El pan que yo daré es mi carne para la vida del mundo
Hechos, 8, 26-40; Sal. 65; Jn. 6, 44-52
‘Yo soy el pan de la
vida… yo soy el pan vivo que ha bajado del cielo: el que come de este pan
vivirá para siempre…’
Nos ha pedido Jesús que pongamos toda nuestra fe en El. Nos ha dicho quien
viene a El y nunca tendrá hambre y nunca más tendrá sed. Teniéndole a El
tendremos vida en plenitud porque El es la vida, porque El es la verdad, porque
El lo es todo para nosotros, para nuestra vida.
Podríamos decir que nos va ayudando a dar pasos en su
conocimiento y en nuestra fe. Se nos va revelando y nos va revelando como El es
todo nuestro vivir. Pero, como tantas veces hemos dicho, hemos de dejarnos
conducir por El, por su Espíritu para que así vayamos en verdad creciendo en
nuestra fe. Vamos sintiéndonos llamados e impulsados a vivir totalmente unidos
a El. Y es que en la medida que crece nuestra fe crece nuestro amor.
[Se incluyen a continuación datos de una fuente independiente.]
// HTTP Transport Port
// One classified exchange with the search service: callers see either a
// successful `ApiResponse` or a typed `AuroraXError`.

use crate::error::Result;
use async_trait::async_trait;
use serde_json::Value;

/// HTTP method
#[derive(Debug, Clone, Copy, PartialEq, Eq)]
pub enum HttpMethod {
    Get,
    Post,
    Put,
    Delete,
    Patch,
}

impl std::fmt::Display for HttpMethod {
    fn fmt(&self, f: &mut std::fmt::Formatter<'_>) -> std::fmt::Result {
        match self {
            HttpMethod::Get => write!(f, "GET"),
            HttpMethod::Post => write!(f, "POST"),
            HttpMethod::Put => write!(f, "PUT"),
            HttpMethod::Delete => write!(f, "DELETE"),
            HttpMethod::Patch => write!(f, "PATCH"),
        }
    }
}

/// Request to the search service
#[derive(Debug, Clone, PartialEq)]
pub struct ApiRequest {
    pub method: HttpMethod,
    pub url: String,
    pub params: Vec<(String, String)>,
    pub body: Option<Value>,
    /// Merged over the transport's default headers
    pub headers: Vec<(String, String)>,
    /// Success responses carry no JSON body (submit, cancel)
    pub expect_empty_body: bool,
    /// Bypass the transient-error retry loop
    pub skip_retry: bool,
}

impl ApiRequest {
    pub fn new(method: HttpMethod, url: impl Into<String>) -> Self {
        Self {
            method,
            url: url.into(),
            params: Vec::new(),
            body: None,
            headers: Vec::new(),
            expect_empty_body: false,
            skip_retry: false,
        }
    }

    pub fn get(url: impl Into<String>) -> Self {
        Self::new(HttpMethod::Get, url)
    }

    pub fn post(url: impl Into<String>, body: Value) -> Self {
        Self::new(HttpMethod::Post, url).with_body(body)
    }

    pub fn delete(url: impl Into<String>) -> Self {
        Self::new(HttpMethod::Delete, url)
    }

    pub fn with_body(mut self, body: Value) -> Self {
        self.body = Some(body);
        self
    }

    pub fn with_param(mut self, key: impl Into<String>, value: impl Into<String>) -> Self {
        self.params.push((key.into(), value.into()));
        self
    }

    pub fn with_header(mut self, key: impl Into<String>, value: impl Into<String>) -> Self {
        self.headers.push((key.into(), value.into()));
        self
    }

    pub fn expecting_empty_body(mut self) -> Self {
        self.expect_empty_body = true;
        self
    }

    pub fn without_retry(mut self) -> Self {
        self.skip_retry = true;
        self
    }
}

/// Successful outcome of an exchange
#[derive(Debug, Clone, PartialEq)]
pub struct ApiResponse {
    pub status_code: u16,
    /// `Location` header, if the service sent one
    pub location: Option<String>,
    /// Parsed JSON body; `None` for empty-body requests
    pub data: Option<Value>,
}

/// HTTP Transport trait
///
/// Implementations:
/// - ClassifyingTransport: retry + classification over a RawExchange
/// - mocks::ScriptedTransport: replays scripted outcomes in tests
#[async_trait]
pub trait HttpTransport: Send + Sync {
    /// Execute one request and classify the outcome
    ///
    /// # Errors
    /// Any `AuroraXError` transport kind (Unauthorized, NotFound,
    /// ServiceError, GatewayUnavailable, MaintenanceMode,
    /// MaxRetriesExceeded, UnexpectedContentType, Timeout, Transport)
    async fn execute(&self, request: ApiRequest) -> Result<ApiResponse>;
}

// ============================================================================
// Mock Implementations for Testing
// ============================================================================

pub mod mocks {
    use super::*;
    use crate::error::AuroraXError;
    use serde_json::json;
    use std::collections::VecDeque;
    use std::sync::Mutex;

    /// Transport that replays a fixed script of outcomes and records requests
    #[derive(Default)]
    pub struct ScriptedTransport {
        script: Mutex<VecDeque<Result<ApiResponse>>>,
        calls: Mutex<Vec<ApiRequest>>,
    }

    impl ScriptedTransport {
        pub fn new() -> Self {
            Self::default()
        }

        pub fn push(&self, outcome: Result<ApiResponse>) -> &Self {
            self.script.lock().unwrap().push_back(outcome);
            self
        }

        /// 202 Accepted with a `Location` header
        pub fn push_accepted(&self, location: &str) -> &Self {
            self.push(Ok(ApiResponse {
                status_code: 202,
                location: Some(location.to_string()),
                data: None,
            }))
        }

        /// 200 OK with a JSON body
        pub fn push_json(&self, body: Value) -> &Self {
            self.push(Ok(ApiResponse {
                status_code: 200,
                location: None,
                data: Some(body),
            }))
        }

        /// 200 OK with no body
        pub fn push_empty(&self) -> &Self {
            self.push(Ok(ApiResponse {
                status_code: 200,
                location: None,
                data: None,
            }))
        }

        /// Status body with the given data location / error flag
        pub fn push_status(&self, data_uri: Option<&str>, error_condition: bool) -> &Self {
            self.push_json(json!({
                "search_result": {
                    "data_uri": data_uri,
                    "error_condition": error_condition,
                    "file_size": 0,
                    "result_count": 0
                },
                "logs": []
            }))
        }

        pub fn push_error(&self, err: AuroraXError) -> &Self {
            self.push(Err(err))
        }

        pub fn calls(&self) -> Vec<ApiRequest> {
            self.calls.lock().unwrap().clone()
        }

        pub fn call_count(&self) -> usize {
            self.calls.lock().unwrap().len()
        }

        pub fn remaining(&self) -> usize {
            self.script.lock().unwrap().len()
        }
    }

    #[async_trait]
    impl HttpTransport for ScriptedTransport {
        async fn execute(&self, request: ApiRequest) -> Result<ApiResponse> {
            self.calls.lock().unwrap().push(request.clone());
            self.script.lock().unwrap().pop_front().unwrap_or_else(|| {
                Err(AuroraXError::Transport(format!(
                    "no scripted response for {} {}",
                    request.method, request.url
                )))
            })
        }
    }
}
Se suele
decir que no se ama lo que no se conoce; pues en la medida en que vamos creciendo
en nuestro conocimiento de Jesús vamos creciendo en su amor, porque al
conocerle nos sentimos más atraídos con fuerza para vivir en esa comunión de
amor tan hermosa que El nos ofrece.
Y es el paso que damos hoy con lo que nos dice en el
Evangelio, aunque como veremos mañana no todos lo van a entender. ‘El que come de este pan, vivirá para
siempre’, nos dice. Pero a
continuación añade: ‘Y el pan que yo daré
es mi carne, para la vida del mundo’. Es a Cristo mismo a quien hemos de
comer. Ya no es un pan caído del cielo como aquel maná que comieron sus
antepasados en el desierto.
Aquel pan, aunque venía a ser también un signo del amor
de Dios que les protegía y acompañaba en su duro caminar, era simplemente un
alimento para el cuerpo, y como todo alimento humano nos da fuerza y valor para
hacer el camino de la vida, pero esa vida y ese camino tiene un fin. ‘Vuestros padres comieron del maná en el
desierto, y murieron; pero éste es el pan que baja del cielo para que el hombre
coma de él y no muera’. Es distinto, porque ahora es Cristo mismo quien es
ese pan bajado del cielo; es a Cristo mismo al que tenemos que comer, nos da su
cuerpo, nos da su carne, nos da su sangre, nos dará su vida. ‘El pan que yo daré es mi carne para la
vida del mundo’, terminará diciéndonos.
‘El que cree tiene
vida eterna’, nos
dice. Queremos creer en Jesús y queremos tener vida eterna. Queremos comer a
Jesús para llenarnos de vida para siempre. Queremos mantener viva nuestra fe en
Jesús para llenarnos de su vida, para sentirnos resucitados por El, Como ya nos
ha dicho: ‘Todo el que ve al Hijo y cree en El, tiene vida eterna, y yo lo
resucitaré en el último día’. Llamados a la vida eterna, llamados a la resurrección,
llamados a la vida en plenitud, pongamos toda nuestra fe en Jesús, crezcamos
más y más en nuestra fe en Jesús para que así nos sintamos inundados por su
amor y ese amor nos lleve a la plenitud.
Y todo esto lo vivimos en la Eucaristía. Aquí está ese
milagro maravilloso que a algunos les costaba entender, les sigue costando
entender. Cada día ante nuestros ojos se realiza el milagro de que podamos
comer a Cristo, podamos comer su carne para llenarnos de vida. Algunas veces no
terminamos de comprender, de vivir, de impregnarnos plenamente de este milagro
de amor que nos ha dejado Jesús en la Eucaristía.
Tenemos el peligro de caer en rutinas, de
acostumbrarnos tanto al misterio de la Eucaristía que ya no seamos capaces de
admirarnos ante lo maravilloso que ante nosotros sucede. Por eso tenemos que
detenernos muchas veces a reflexionar sobre lo que es la Eucaristía para tener
la capacidad de asombro ante el misterio que ante nosotros se celebra y
entonces en verdad podamos prorrumpir con todo sentido en ese cántico de
alabanza y de acción de gracias al Señor que tiene que ser siempre la Eucaristía.
Que se despierte nuestra fe, que se reavive nuestra fe.